TASK INSTRUCTIONS:
Please copy out the entries until you have copied the line that contains "pub struct UnitConverter", beginning with the first line.

————

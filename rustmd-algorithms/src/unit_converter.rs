//! Per-spectrum conversion of axis values from the source unit to the unit
//! a Q mode consumes.

use rustmd_core::{ConversionParams, EnergyMode, Unit};

use crate::error::{Error, Result};
use crate::geometry_cache::CacheHandle;

/// Converts axis values of one spectrum at a time.
///
/// Cheap to clone; each worker thread owns a clone and calls
/// [`Self::update_for_spectrum`] before converting.
#[derive(Debug, Clone)]
pub struct UnitConverter {
    source: Unit,
    target: Unit,
    emode: EnergyMode,
    efixed: Option<f64>,
    geometry: CacheHandle,
    params: ConversionParams,
    spectrum: Option<usize>,
}

impl UnitConverter {
    /// Creates a converter.
    ///
    /// `efixed` is the run's fixed energy: required for direct geometry,
    /// the fallback for detectors without their own in indirect geometry.
    ///
    /// # Errors
    /// Returns an error if the target needs an inelastic mode that is not
    /// set, or a direct-geometry run has no incident energy.
    pub fn initialize(
        source: Unit,
        target: Unit,
        geometry: CacheHandle,
        emode: EnergyMode,
        efixed: Option<f64>,
    ) -> Result<Self> {
        if source != target {
            source.check_mode(target, emode)?;
        }
        if emode == EnergyMode::Direct && efixed.is_none() {
            return Err(Error::MissingIncidentEnergy {
                log: rustmd_core::EI_LOG,
            });
        }
        if let Some(e) = efixed {
            if !e.is_finite() || e <= 0.0 {
                return Err(Error::InvalidConfig(format!(
                    "fixed energy must be positive, got {e}"
                )));
            }
        }
        Ok(Self {
            source,
            target,
            emode,
            efixed,
            params: ConversionParams {
                l1: geometry.l1(),
                l2: 0.0,
                two_theta: 0.0,
                emode,
                efixed: efixed.unwrap_or(0.0),
            },
            geometry,
            spectrum: None,
        })
    }

    /// Returns true if values pass through unchanged.
    #[must_use]
    pub fn is_identity(&self) -> bool {
        self.source == self.target
    }

    /// Source unit.
    #[must_use]
    pub fn source_unit(&self) -> Unit {
        self.source
    }

    /// Target unit.
    #[must_use]
    pub fn target_unit(&self) -> Unit {
        self.target
    }

    /// Energy mode.
    #[must_use]
    pub fn emode(&self) -> EnergyMode {
        self.emode
    }

    /// Geometry in use.
    #[must_use]
    pub fn geometry(&self) -> &CacheHandle {
        &self.geometry
    }

    /// Parameters of the current spectrum.
    #[must_use]
    pub fn params(&self) -> &ConversionParams {
        &self.params
    }

    /// Spectrum the converter is set up for.
    #[must_use]
    pub fn current_spectrum(&self) -> Option<usize> {
        self.spectrum
    }

    /// Prepares for spectrum `index`. Returns `Ok(false)` if the spectrum
    /// has no detector geometry and must be skipped.
    ///
    /// Detector parameters are loaded on the identity path too, since the
    /// Q modes read the fixed energy from [`Self::params`].
    ///
    /// # Errors
    /// Returns an error in indirect mode if neither the detector nor the run
    /// provides a fixed energy.
    pub fn update_for_spectrum(&mut self, index: usize) -> Result<bool> {
        self.spectrum = Some(index);
        if self.geometry.is_placeholder() {
            return Ok(self.is_identity());
        }
        let Some(entry) = self.geometry.entry(index) else {
            return Ok(false);
        };
        self.params.l2 = entry.l2;
        self.params.two_theta = entry.two_theta;
        if self.emode == EnergyMode::Indirect {
            self.params.efixed = entry
                .efixed
                .or(self.efixed)
                .ok_or(Error::UnresolvedEfixed {
                    detector_id: entry.detector_id,
                    spectrum: index,
                })?;
        }
        Ok(true)
    }

    /// Converts a source-unit value to the target unit.
    #[inline]
    #[must_use]
    pub fn convert(&self, value: f64) -> f64 {
        if self.is_identity() {
            return value;
        }
        let tof = self.source.to_tof(value, &self.params);
        self.target.from_tof(tof, &self.params)
    }

    /// Clamps `[min, max]` (source units) to the part on which the target is
    /// defined. Returns `None` if nothing is convertible.
    #[must_use]
    pub fn convertible_range(&self, min: f64, max: f64) -> Option<(f64, f64)> {
        if !(min <= max) {
            return None;
        }
        if self.is_identity() {
            return Some((min, max));
        }
        let a = self.source.to_tof(min, &self.params);
        let b = self.source.to_tof(max, &self.params);
        let (t_lo, t_hi) = if a <= b { (a, b) } else { (b, a) };
        let (valid_lo, valid_hi) = self.target.tof_range(&self.params);
        let lo = t_lo.max(valid_lo);
        let hi = t_hi.min(valid_hi);
        if !(lo < hi) {
            return None;
        }
        if self.source == Unit::Tof {
            return Some((lo, hi));
        }
        let x = self.source.from_tof(lo, &self.params);
        let y = self.source.from_tof(hi, &self.params);
        Some(if x <= y { (x, y) } else { (y, x) })
    }

    /// Returns true if `value` (source units) lies in `range`.
    #[inline]
    #[must_use]
    pub fn in_range(value: f64, range: (f64, f64)) -> bool {
        value >= range.0 && value <= range.1
    }
}

#[cfg(test)]
mod tests {
    use super::*;
    use crate::geometry_cache::GeometryCache;
    use approx::assert_relative_eq;
    use rustmd_core::{InMemoryWorkspace, SimpleInstrument};
    use std::sync::Arc;

    fn geometry(with_analyser: bool) -> CacheHandle {
        let mut inst = SimpleInstrument::new("uc", [0.0, 0.0, -10.0], [0.0; 3])
            .with_detector(1, [0.0, 4.0, 0.0]);
        if with_analyser {
            inst = inst.with_analyser(2, [0.0, -4.0, 0.0], 3.0);
        }
        let mut ws = InMemoryWorkspace::new(Unit::Tof, inst);
        ws.add_histogram(vec![1], vec![1.0, 2.0], vec![1.0], None).unwrap();
        ws.add_histogram(vec![2], vec![1.0, 2.0], vec![1.0], None).unwrap();
        ws.add_histogram(vec![7], vec![1.0, 2.0], vec![1.0], None).unwrap();
        Arc::new(GeometryCache::build(&ws).unwrap())
    }

    #[test]
    fn test_identity_fast_path() {
        let mut c = UnitConverter::initialize(
            Unit::Tof,
            Unit::Tof,
            Arc::new(GeometryCache::placeholder(1)),
            EnergyMode::Undefined,
            None,
        )
        .unwrap();
        assert!(c.update_for_spectrum(0).unwrap());
        assert_eq!(c.convert(123.0), 123.0);
        assert_eq!(c.convertible_range(5.0, 1.0), None);
        assert_eq!(c.convertible_range(1.0, 5.0), Some((1.0, 5.0)));
    }

    #[test]
    fn test_elastic_momentum() {
        let mut c = UnitConverter::initialize(
            Unit::Tof,
            Unit::Momentum,
            geometry(false),
            EnergyMode::Elastic,
            None,
        )
        .unwrap();
        assert!(c.update_for_spectrum(0).unwrap());
        assert_relative_eq!(c.params().l2, 4.0);
        let k = c.convert(10_000.0);
        let expected = Unit::Momentum.from_tof(10_000.0, c.params());
        assert_relative_eq!(k, expected);
        // missing geometry skips the spectrum
        assert!(!c.update_for_spectrum(2).unwrap());
        // TOF 0 is kept; it converts to the sentinel
        let (lo, hi) = c.convertible_range(0.0, 100.0).unwrap();
        assert_eq!((lo, hi), (0.0, 100.0));
        assert_eq!(c.convert(0.0), f64::MAX);
    }

    #[test]
    fn test_direct_range_starts_at_fixed_leg() {
        let mut c = UnitConverter::initialize(
            Unit::Tof,
            Unit::DeltaE,
            geometry(false),
            EnergyMode::Direct,
            Some(25.0),
        )
        .unwrap();
        c.update_for_spectrum(0).unwrap();
        let t_fixed = c.params().fixed_leg_time();
        let (lo, hi) = c.convertible_range(0.0, 20_000.0).unwrap();
        assert_relative_eq!(lo, t_fixed);
        assert_relative_eq!(hi, 20_000.0);
        assert_eq!(c.convert(lo), -f64::MAX);
        assert!(c.convertible_range(0.0, t_fixed * 0.5).is_none());
    }

    #[test]
    fn test_direct_requires_ei() {
        let err = UnitConverter::initialize(
            Unit::Tof,
            Unit::DeltaE,
            geometry(false),
            EnergyMode::Direct,
            None,
        )
        .unwrap_err();
        assert!(matches!(err, Error::MissingIncidentEnergy { .. }));
    }

    #[test]
    fn test_delta_e_in_elastic_rejected() {
        let err = UnitConverter::initialize(
            Unit::Tof,
            Unit::DeltaE,
            geometry(false),
            EnergyMode::Elastic,
            None,
        )
        .unwrap_err();
        assert!(matches!(
            err,
            Error::Core(rustmd_core::Error::UnsupportedConversion { .. })
        ));
    }

    #[test]
    fn test_indirect_efixed_resolution() {
        let mut c = UnitConverter::initialize(
            Unit::Tof,
            Unit::DeltaE,
            geometry(true),
            EnergyMode::Indirect,
            None,
        )
        .unwrap();
        assert!(c.update_for_spectrum(1).unwrap());
        assert_relative_eq!(c.params().efixed, 3.0);
        let err = c.update_for_spectrum(0).unwrap_err();
        assert!(matches!(
            err,
            Error::UnresolvedEfixed {
                detector_id: 1,
                spectrum: 0
            }
        ));

        let mut c = UnitConverter::initialize(
            Unit::Tof,
            Unit::DeltaE,
            geometry(true),
            EnergyMode::Indirect,
            Some(5.0),
        )
        .unwrap();
        c.update_for_spectrum(0).unwrap();
        assert_relative_eq!(c.params().efixed, 5.0);
    }

    #[test]
    fn test_identity_indirect_resolves_analyser_efixed() {
        let mut c = UnitConverter::initialize(
            Unit::DeltaE,
            Unit::DeltaE,
            geometry(true),
            EnergyMode::Indirect,
            None,
        )
        .unwrap();
        assert!(c.is_identity());
        assert!(c.update_for_spectrum(1).unwrap());
        assert_relative_eq!(c.params().efixed, 3.0);
        assert_relative_eq!(c.params().l2, 4.0);
        assert_eq!(c.convert(1.5), 1.5);
        assert!(matches!(
            c.update_for_spectrum(0),
            Err(Error::UnresolvedEfixed { detector_id: 1, .. })
        ));
        assert!(!c.update_for_spectrum(2).unwrap());
    }

    #[test]
    fn test_wavelength_source() {
        let mut c = UnitConverter::initialize(
            Unit::Wavelength,
            Unit::Momentum,
            geometry(false),
            EnergyMode::Elastic,
            None,
        )
        .unwrap();
        c.update_for_spectrum(0).unwrap();
        assert_relative_eq!(c.convert(2.0), std::f64::consts::PI, epsilon = 1e-9);
        let (lo, hi) = c.convertible_range(1.0, 3.0).unwrap();
        assert_relative_eq!(lo, 1.0, epsilon = 1e-12);
        assert_relative_eq!(hi, 3.0, epsilon = 1e-12);
    }
}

————

WRITTEN SOLUTION:
filename rustmd-algorithms/src/unit_converter.rs
//! Per-spectrum conversion of axis values from the source unit to the unit
//! a Q mode consumes.

use rustmd_core::{ConversionParams, EnergyMode, Unit};

use crate::error::{Error, Result};
use crate::geometry_cache::CacheHandle;

/// Converts axis values of one spectrum at a time.
///
/// Cheap to clone; each worker thread owns a clone and calls
/// [`Self::update_for_spectrum`] before converting.
#[derive(Debug, Clone)]
pub struct UnitConverter {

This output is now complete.